Escondida nos trailers, mas presente nos materiais de divulgação, a Perna Cabeluda fez uma “participação” na primeira exibição de “O Agente Secreto” no Brasil em 10 de setembro no hall de entrada do Cinema São Luiz, no Recife.

O objeto era um protótipo em silicone de uma perna em tamanho real, pesando cerca de 2 kg e com uma aparência arroxeada e cheia de detalhes de feridas.

Ela protagoniza o momento mais esquisito e sobrenatural de “O Agente Secreto”, até então um drama realista ambientado no Recife de 1977, durante a Ditadura Militar.

O filme conta a história de Marcelo, interpretado por Wagner Moura, um professor cuja pesquisa interessa aos militares. Ameaçado de morte em decorrência de seu trabalho, busca abrigo em um condomínio de refugiados políticos em Recife.

A Perna Cabeluda aparece na trama logo no começo como uma perna amputada encontrada na boca de um tubarão. Embora o filme não explique a quem ela pertence, fica óbvio que os policiais querem se livrar dela, buscando-a no Instituto Médico Legal para descartá-la no rio Capibaribe.

Após ser jogada na água, o filme se distancia da história de Marcelo para um ponto de vista da Perna Cabeluda que cria vida e ataca os transeuntes de uma praça durante a madrugada. O ataque é brutal, deixando pessoas ensanguentadas, enquanto a Perna chuta e ataca de forma aleatória, chegando quebrar o vidro de um carro.
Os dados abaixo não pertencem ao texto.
//! Disable command implementation.

use anyhow::{Context, Result};
use tracing::{debug, info};

use crate::daemon::StartOutcome;
use crate::dispatcher::App;
use crate::interface::{AdminState, Transition};

/// Run the disable command
///
/// Takes the interface down right away, then makes sure the persistence
/// daemon is running to keep it down.
pub async fn run(app: &App, no_boot: bool) -> Result<()> {
    app.require_root("disable")?;

    let interface = app.interface();
    info!("Disabling {}...", interface);

    match app
        .controller
        .set_state(interface, AdminState::Down)
        .with_context(|| format!("Failed to disable {}", interface))?
    {
        Transition::Changed => info!("{} is now down", interface),
        Transition::Unchanged => debug!("{} was already down", interface),
    }

    let daemon = match app
        .daemon
        .ensure_running()
        .await
        .context("Failed to start persistence daemon")?
    {
        StartOutcome::Started(state) => {
            info!("Persistence daemon started (PID {})", state.pid);
            state
        }
        StartOutcome::AlreadyRunning(state) => {
            info!("Persistence daemon already running (PID {})", state.pid);
            state
        }
    };

    if app.config.start_at_boot && !no_boot && app.autostart.install()? {
        info!("AWDL will stay disabled after a reboot");
    }

    println!(
        "[OK] AWDL disabled ({} down, persistence daemon PID {})",
        interface, daemon.pid
    );
    Ok(())
}
//! Error types for awdl.
//!
//! Lower layers return these typed errors; the command layer wraps them in
//! `anyhow` context and the dispatcher maps them back to process exit codes
//! with [`exit_code`].

use std::path::PathBuf;
use std::time::Duration;
use thiserror::Error;

/// Exit code for a generic failure.
pub const EXIT_FAILURE: u8 = 1;
/// Exit code for a command line usage error (sysexits `EX_USAGE`).
pub const EXIT_USAGE: u8 = 64;
/// Exit code when the managed interface does not exist (`EX_UNAVAILABLE`).
pub const EXIT_UNAVAILABLE: u8 = 69;
/// Exit code for marker or lock file access failures (`EX_IOERR`).
pub const EXIT_IOERR: u8 = 74;
/// Exit code when the daemon could not be started or stopped (`EX_TEMPFAIL`).
pub const EXIT_TEMPFAIL: u8 = 75;
/// Exit code when elevated privileges are missing (`EX_NOPERM`).
pub const EXIT_NOPERM: u8 = 77;
/// Exit code for an invalid configuration file (`EX_CONFIG`).
pub const EXIT_CONFIG: u8 = 78;

/// Failures of the privileged interface toggle and the status probe.
#[derive(Error, Debug, Clone, PartialEq, Eq)]
pub enum ControllerError {
    #[error(
        "Permission denied while changing {0}.\n\
         This tool requires sudo privileges to manage network interfaces."
    )]
    PermissionDenied(String),

    #[error("Interface {0} not found (this machine may not have AWDL hardware)")]
    InterfaceNotFound(String),

    #[error("ifconfig failed for {interface}: {message}")]
    CommandFailed { interface: String, message: String },
}

#[derive(Error, Debug)]
pub enum AwdlError {
    #[error(transparent)]
    Controller(#[from] ControllerError),

    #[error(
        "'awdl {0}' requires root privileges.\n\
         Please re-run with sudo: sudo awdl {0}"
    )]
    PermissionDenied(String),

    #[error("Persistence daemon already holds {}", path.display())]
    DaemonAlreadyRunning { path: PathBuf },

    #[error("Persistence daemon (PID {pid}) did not exit within {timeout:?}")]
    DaemonStopFailed { pid: u32, timeout: Duration },

    #[error("Persistence daemon failed to start: {0}")]
    DaemonStartFailed(String),

    #[error("I/O error on {}: {source}", path.display())]
    Io {
        path: PathBuf,
        #[source]
        source: std::io::Error,
    },

    #[error("Configuration error: {0}")]
    Config(String),
}

impl AwdlError {
    pub fn io(path: impl Into<PathBuf>, source: std::io::Error) -> Self {
        AwdlError::Io {
            path: path.into(),
            source,
        }
    }

    /// Process exit code for this error.
    pub fn exit_code(&self) -> u8 {
        match self {
            AwdlError::Controller(e) => controller_exit_code(e),
            AwdlError::PermissionDenied(_) => EXIT_NOPERM,
            AwdlError::DaemonAlreadyRunning { .. } => 0,
            AwdlError::DaemonStopFailed { .. } | AwdlError::DaemonStartFailed(_) => EXIT_TEMPFAIL,
            AwdlError::Io { .. } => EXIT_IOERR,
            AwdlError::Config(_) => EXIT_CONFIG,
        }
    }
}

fn controller_exit_code(err: &ControllerError) -> u8 {
    match err {
        ControllerError::PermissionDenied(_) => EXIT_NOPERM,
        ControllerError::InterfaceNotFound(_) => EXIT_UNAVAILABLE,
        ControllerError::CommandFailed { .. } => EXIT_FAILURE,
    }
}

/// Map an error chain to a process exit code.
///
/// The first typed cause found in the chain decides; anything else is a
/// generic failure.
pub fn exit_code(err: &anyhow::Error) -> u8 {
    for cause in err.chain() {
        if let Some(e) = cause.downcast_ref::<AwdlError>() {
            return e.exit_code();
        }
        if let Some(e) = cause.downcast_ref::<ControllerError>() {
            return controller_exit_code(e);
        }
    }
    EXIT_FAILURE
}
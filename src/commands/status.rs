//! Status command implementation.

use anyhow::{Context, Result};
use chrono::{DateTime, Utc};
use std::fmt::Write;

use crate::daemon::DaemonStatus;
use crate::dispatcher::App;
use crate::error::ControllerError;
use crate::interface::InterfaceState;
use crate::utils::{format_duration_ago, format_interval};

/// Everything `awdl status` reports, gathered without root.
#[derive(Debug, Clone, PartialEq, Eq)]
pub struct StatusReport {
    pub interface: String,
    pub state: InterfaceState,
    /// Why the state is unknown, if the probe failed
    pub probe_error: Option<String>,
    pub daemon: DaemonStatus,
    pub start_at_boot: bool,
}

impl StatusReport {
    pub async fn collect(app: &App) -> Result<Self> {
        let interface = app.interface().to_string();

        let (state, probe_error) = match app.controller.probe(&interface) {
            Ok(state) => (state, None),
            Err(ControllerError::InterfaceNotFound(_)) => {
                (InterfaceState::Unknown, Some("interface not found".to_string()))
            }
            Err(e) => (InterfaceState::Unknown, Some(e.to_string())),
        };

        let daemon = app
            .daemon
            .status()
            .await
            .context("Failed to read persistence daemon state")?;

        Ok(Self {
            interface,
            state,
            probe_error,
            daemon,
            start_at_boot: app.autostart.is_installed(),
        })
    }

    /// One-word summary combining interface and daemon state.
    pub fn summary(&self) -> &'static str {
        let running = matches!(
            self.daemon,
            DaemonStatus::Running(_) | DaemonStatus::Starting
        );
        match (self.state, running) {
            (InterfaceState::Down, true) => "DISABLED",
            (InterfaceState::Down, false) => "DISABLED (not persistent)",
            (InterfaceState::Up, true) => "DISABLING",
            (InterfaceState::Up, false) => "ENABLED",
            (InterfaceState::Unknown, _) => "UNKNOWN",
        }
    }

    pub fn render(&self, now: DateTime<Utc>) -> String {
        let mut out = String::new();

        let _ = writeln!(out);
        let _ = writeln!(out, "AWDL: {}", self.summary());
        let _ = writeln!(out, "Interface: {}", self.interface);
        match &self.probe_error {
            Some(reason) => {
                let _ = writeln!(out, "Interface state: {} ({})", self.state, reason);
            }
            None => {
                let _ = writeln!(out, "Interface state: {}", self.state);
            }
        }

        match &self.daemon {
            DaemonStatus::Running(state) => {
                let _ = writeln!(
                    out,
                    "Persistence daemon: RUNNING (PID {}, started {}, every {})",
                    state.pid,
                    format_duration_ago(state.started_at, now),
                    format_interval(state.interval())
                );
            }
            DaemonStatus::Starting => {
                let _ = writeln!(out, "Persistence daemon: STARTING");
            }
            DaemonStatus::Stopped => {
                let _ = writeln!(out, "Persistence daemon: STOPPED");
            }
        }

        let _ = writeln!(
            out,
            "Start at boot: {}",
            if self.start_at_boot { "yes" } else { "no" }
        );
        let _ = writeln!(out);

        if self.state == InterfaceState::Down && matches!(self.daemon, DaemonStatus::Stopped) {
            let _ = writeln!(
                out,
                "macOS may re-enable AWDL at any time. Run 'sudo awdl disable' to keep it down."
            );
            let _ = writeln!(out);
        }

        out
    }
}

/// Run the status command
pub async fn run(app: &App) -> Result<()> {
    let report = StatusReport::collect(app).await?;
    print!("{}", report.render(Utc::now()));
    Ok(())
}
Mesmo sem importância para a trama principal, o momento é um aceno para o restante da filmografia de Kleber Mendonça, que traz elementos sobrenaturais em seus longas para homenagear a cultura de Recife.

O cineasta contou que a primeira lembrança de ter ouvido falar na lenda foi durante sua infância por meio da mãe, a historiadora Joselice Jucá, que leu a reportagem para ele e o irmão durante o café da manhã. O momento foi recriado no longa-metragem, com os exilados lendo sobre o ataque no jornal com muito bom humor.

Questionado pela revista Piauí sobre a presença da Perna Cabeluda no filme, Kleber Mendonça Filho foi enfático: “Um filme americano coloca uma coisa nonsense e ninguém pergunta o que é. Mas no filme brasileiro as pessoas dizem: ‘Eu preciso de uma explicação completa na minha mesa amanhã de manhã.’ Não tenho que explicar nada. O filme está muito claro”.